Try it:
Copy every record below exactly as it stands.

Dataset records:
Content starts

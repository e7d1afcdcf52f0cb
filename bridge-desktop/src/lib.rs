//! # Desktop Bridge Implementations
//!
//! Default implementations of bridge traits for desktop platforms
//! (macOS, Windows, Linux).
//!
//! ## Overview
//!
//! - `ReqwestTransport` streams downloads with `reqwest` into a staging
//!   directory and reports them as transport events
//! - `DesktopDirectories` resolves the documents and cache folders with `dirs`
//!
//! ## Usage
//!
//! ```ignore
//! use bridge_desktop::{DesktopDirectories, ReqwestTransport};
//! use std::sync::Arc;
//!
//! #[tokio::main]
//! async fn main() {
//!     let dirs = DesktopDirectories::new();
//!     let transport = Arc::new(ReqwestTransport::new(dirs.staging_dir()).unwrap());
//!
//!     // Hand both to the core configuration
//! }
//! ```

mod paths;
mod transport;

pub use paths::{DesktopDirectories, APP_DIR_NAME};
pub use transport::{ReqwestTransport, DEFAULT_READ_TIMEOUT};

Content ends

Exercise answer:
repository e7d1afcdcf52f0cb
filename bridge-desktop/src/lib.rs
//! # Desktop Bridge Implementations
//!
//! Default implementations of bridge traits for desktop platforms
//! (macOS, Windows, Linux).
//!
//! ## Overview
//!
//! - `ReqwestTransport` streams downloads with `reqwest` into a staging
//!   directory and reports them as transport events
//! - `DesktopDirectories` resolves the documents and cache folders with `dirs`
//!
//! ## Usage
//!
//! ```ignore
//! use bridge_desktop::{DesktopDirectories, ReqwestTransport};
//! use std::sync::Arc;
//!
//! #[tokio::main]
//! async fn main() {
//!     let dirs = DesktopDirectories::new();
//!     let transport = Arc::new(ReqwestTransport::new(dirs.staging_dir()).unwrap());
//!
//!     // Hand both to the core configuration
//! }
//! ```

mod paths;
mod transport;

pub use paths::{DesktopDirectories, APP_DIR_NAME};
pub use transport::{ReqwestTransport, DEFAULT_READ_TIMEOUT};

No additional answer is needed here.